Miré mucho a mi alrededor y comprendí una cosa importante: cuando la gente lleva traje de baño, ya vemos casi todo. Cuando te quitas las últimas piezas de tela, la diferencia no es tan grande. El cuerpo simplemente sigue siendo un cuerpo. Nada impactante.
La sensación más agradable fue cuando entré al agua y luego me tumbé en las olas poco profundas, dejando que el Mar Báltico me meciera suavemente. El sol calentaba mi piel y una ligera brisa acariciaba todo mi cuerpo sin ninguna zona cubierta. Fue increíblemente relajante y me regaló un maravilloso sentimiento de libertad.

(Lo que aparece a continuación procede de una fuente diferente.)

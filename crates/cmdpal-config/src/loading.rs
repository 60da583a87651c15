//! Configuration loading.
//!
//! # Configuration Sources
//!
//! 1. **Default config** - `~/.cmd_pal/config`, written from [`DEFAULT_CONFIG`]
//!    on first run
//! 2. **Extra configs** - one per `-c <path>` CLI flag, in flag order
//!
//! Each file is loaded independently and becomes its own column; sections are
//! never merged across files.

use std::fs;
use std::path::{Path, PathBuf};

use tracing::{debug, info};

use cmdpal_paths::CmdPalPaths;

use crate::defaults::DEFAULT_CONFIG;
use crate::errors::ConfigError;
use crate::ini::parse_ini;
use crate::types::PaletteConfig;
use crate::validation::{section_from_ini, validate_config};

/// Ensure the default config exists, writing the built-in one if absent.
///
/// Returns the path to the default config file.
pub fn ensure_default_config(paths: &CmdPalPaths) -> Result<PathBuf, ConfigError> {
    let config_path = paths.user_config();
    if config_path.exists() {
        return Ok(config_path);
    }

    info!(
        event = "config.default.create_started",
        path = %config_path.display()
    );

    let io_err = |source| ConfigError::IoError {
        path: config_path.clone(),
        source,
    };
    fs::create_dir_all(paths.base_dir()).map_err(io_err)?;
    fs::write(&config_path, DEFAULT_CONFIG).map_err(io_err)?;

    info!(
        event = "config.default.create_completed",
        path = %config_path.display()
    );
    Ok(config_path)
}

/// Parse configuration content. `path` is recorded on the result and used in errors.
pub fn parse_config(content: &str, path: &Path) -> Result<PaletteConfig, ConfigError> {
    let document = parse_ini(content, path)?;
    let sections = document
        .sections()
        .iter()
        .map(|section| section_from_ini(section, path))
        .collect::<Result<Vec<_>, _>>()?;

    let config = PaletteConfig {
        path: std::path::absolute(path).unwrap_or_else(|_| path.to_path_buf()),
        sections,
    };
    validate_config(&config)?;
    Ok(config)
}

/// Load and validate a single configuration file.
pub fn load_config_file(path: &Path) -> Result<PaletteConfig, ConfigError> {
    debug!(event = "config.load_started", path = %path.display());

    let content = fs::read_to_string(path).map_err(|source| ConfigError::IoError {
        path: path.to_path_buf(),
        source,
    })?;
    let config = parse_config(&content, path)?;

    info!(
        event = "config.load_completed",
        path = %config.path.display(),
        sections = config.sections.len()
    );
    Ok(config)
}

/// Load the default config (creating it if needed) followed by every extra file.
///
/// # Errors
///
/// Fails on the first file that cannot be read, parsed, or validated. A
/// missing extra file is an error rather than an empty column.
pub fn load_all(paths: &CmdPalPaths, extra: &[PathBuf]) -> Result<Vec<PaletteConfig>, ConfigError> {
    let default_path = ensure_default_config(paths)?;

    let mut configs = Vec::with_capacity(extra.len() + 1);
    configs.push(load_config_file(&default_path)?);
    for path in extra {
        configs.push(load_config_file(path)?);
    }
    Ok(configs)
}
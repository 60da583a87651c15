//! Column and section rendering.
//!
//! A column is the config file's path followed by its sections. Each section
//! has a label and, when active, a body matching its kind.

use std::collections::HashMap;

use cmdpal_core::{DisplayItem, PaletteColumn, SectionContent, SectionId, SectionState};
use gpui::{
    AnyElement, Context, ElementId, Entity, FontWeight, IntoElement, ScrollHandle, div,
    prelude::*, px,
};
use gpui_component::button::{Button, ButtonVariants};
use gpui_component::input::{Input, InputState};

use crate::theme;
use crate::views::main_view::MainView;

pub(crate) fn element_id(prefix: &str, id: SectionId) -> ElementId {
    ElementId::Name(format!("{}-{}-{}", prefix, id.column, id.index).into())
}

pub(crate) fn item_element_id(id: SectionId, index: usize) -> ElementId {
    ElementId::Name(format!("item-{}-{}-{}", id.column, id.index, index).into())
}

pub fn render_column(
    column_index: usize,
    column: &PaletteColumn,
    scroll_handles: &HashMap<SectionId, ScrollHandle>,
    note_inputs: &HashMap<SectionId, Entity<InputState>>,
    cx: &mut Context<MainView>,
) -> AnyElement {
    let sections: Vec<AnyElement> = column
        .sections()
        .iter()
        .enumerate()
        .map(|(index, state)| {
            let id = SectionId::new(column_index, index);
            render_section(id, state, scroll_handles, note_inputs, cx)
        })
        .collect();

    div()
        .flex_1()
        .min_w_0()
        .flex()
        .flex_col()
        .gap(px(theme::SPACE_3))
        .child(
            div()
                .p(px(theme::SPACE_1))
                .bg(theme::column_label_bg())
                .text_color(theme::text_bright())
                .text_size(px(theme::TEXT_BASE))
                .font_weight(FontWeight::BOLD)
                .child(column.path().display().to_string()),
        )
        .children(sections)
        .into_any_element()
}

fn render_section(
    id: SectionId,
    state: &SectionState,
    scroll_handles: &HashMap<SectionId, ScrollHandle>,
    note_inputs: &HashMap<SectionId, Entity<InputState>>,
    cx: &mut Context<MainView>,
) -> AnyElement {
    let label = div()
        .mt(px(theme::SPACE_4))
        .p(px(theme::SPACE_2))
        .bg(theme::section_label_bg())
        .text_color(theme::text_bright())
        .text_size(px(theme::TEXT_BASE))
        .font_weight(FontWeight::BOLD)
        .child(state.section().header_label());

    let body = if state.is_active() {
        match state.content() {
            SectionContent::Items(items) => {
                render_items(id, items.items(), scroll_handles.get(&id), cx)
            }
            SectionContent::Text(text) => render_text(text, cx),
            SectionContent::Log(contents) => {
                render_log(id, contents, scroll_handles.get(&id), note_inputs.get(&id), cx)
            }
        }
    } else {
        div().into_any_element()
    };

    div()
        .flex()
        .flex_col()
        .child(label)
        .child(body)
        .into_any_element()
}

fn render_items(
    id: SectionId,
    items: &[DisplayItem],
    scroll: Option<&ScrollHandle>,
    cx: &mut Context<MainView>,
) -> AnyElement {
    let rows: Vec<_> = items
        .iter()
        .enumerate()
        .map(|(index, item)| render_item(id, index, item, cx))
        .collect();

    div()
        .id(element_id("items", id))
        .h(px(theme::ITEM_LIST_HEIGHT))
        .overflow_y_scroll()
        .when_some(scroll, |this, handle| this.track_scroll(handle))
        .border_1()
        .border_color(theme::border())
        .on_scroll_wheel(cx.listener(MainView::on_scroll_wheel))
        .child(div().flex().flex_col().gap(px(theme::SPACE_1)).children(rows))
        .into_any_element()
}

fn render_item(
    id: SectionId,
    index: usize,
    item: &DisplayItem,
    cx: &mut Context<MainView>,
) -> impl IntoElement + use<> {
    div()
        .id(item_element_id(id, index))
        .w_full()
        .px(px(theme::SPACE_2))
        .py(px(theme::SPACE_1))
        .bg(theme::item_bg())
        .text_color(theme::text())
        .text_size(px(theme::TEXT_MD))
        .cursor_pointer()
        .hover(|this| this.bg(theme::item_hover_bg()))
        .on_hover(cx.listener(move |view, hovered: &bool, _, cx| {
            if *hovered {
                view.on_item_hover(id, index, cx);
            }
        }))
        .on_click(cx.listener(move |view, _, _, cx| {
            view.on_item_click(id, index, cx);
        }))
        .child(item.display().to_string())
}

fn render_text(text: &str, cx: &mut Context<MainView>) -> AnyElement {
    div()
        .p(px(theme::SPACE_2))
        .on_scroll_wheel(cx.listener(MainView::on_scroll_wheel))
        .bg(theme::field_bg())
        .text_color(theme::text_bright())
        .text_size(px(theme::TEXT_SM))
        .child(text.to_string())
        .into_any_element()
}

fn render_log(
    id: SectionId,
    contents: &str,
    scroll: Option<&ScrollHandle>,
    input: Option<&Entity<InputState>>,
    cx: &mut Context<MainView>,
) -> AnyElement {
    div()
        .flex()
        .flex_col()
        .gap(px(theme::SPACE_3))
        .child(
            div()
                .id(element_id("log", id))
                .h(px(theme::LOG_HEIGHT))
                .overflow_y_scroll()
                .when_some(scroll, |this, handle| this.track_scroll(handle))
                .p(px(theme::SPACE_2))
                .bg(theme::field_bg())
                .text_color(theme::text_bright())
                .text_size(px(theme::TEXT_SM))
                .on_scroll_wheel(cx.listener(MainView::on_scroll_wheel))
                .child(contents.to_string()),
        )
        .when_some(input, |this, input| {
            this.child(
                div()
                    .bg(theme::input_bg())
                    .text_color(theme::input_text())
                    .text_size(px(theme::TEXT_BASE))
                    .child(Input::new(input)),
            )
        })
        .child(
            div().flex().justify_center().child(
                Button::new(element_id("log-add", id))
                    .label("ADD")
                    .primary()
                    .on_click(cx.listener(move |view, _, window, cx| {
                        view.on_note_submit(id, window, cx);
                    })),
            ),
        )
        .into_any_element()
}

Lo que más me impactó fue lo ordinario que resultó ser toda la experiencia. Ningún drama, ninguna revelación interior ni éxtasis, solo un estado natural. Ahora entiendo perfectamente por qué el nudismo también se llama naturismo: porque estar desnuda en la naturaleza se siente sorprendentemente natural y correcto.
Cuando volví a casa y me miré en el espejo, vi una ligera quemadura solar en mis pechos y abdomen, pero sin ninguna marca de bikini. Se veía tan divertido y nuevo que no pude evitar sonreír.
Aunque era una playa normal y la mayoría de la gente estaba vestida, no me arrepentí ni por un segundo de mi decisión. Al contrario, sentí un ligero orgullo por haber tenido el valor de hacerlo.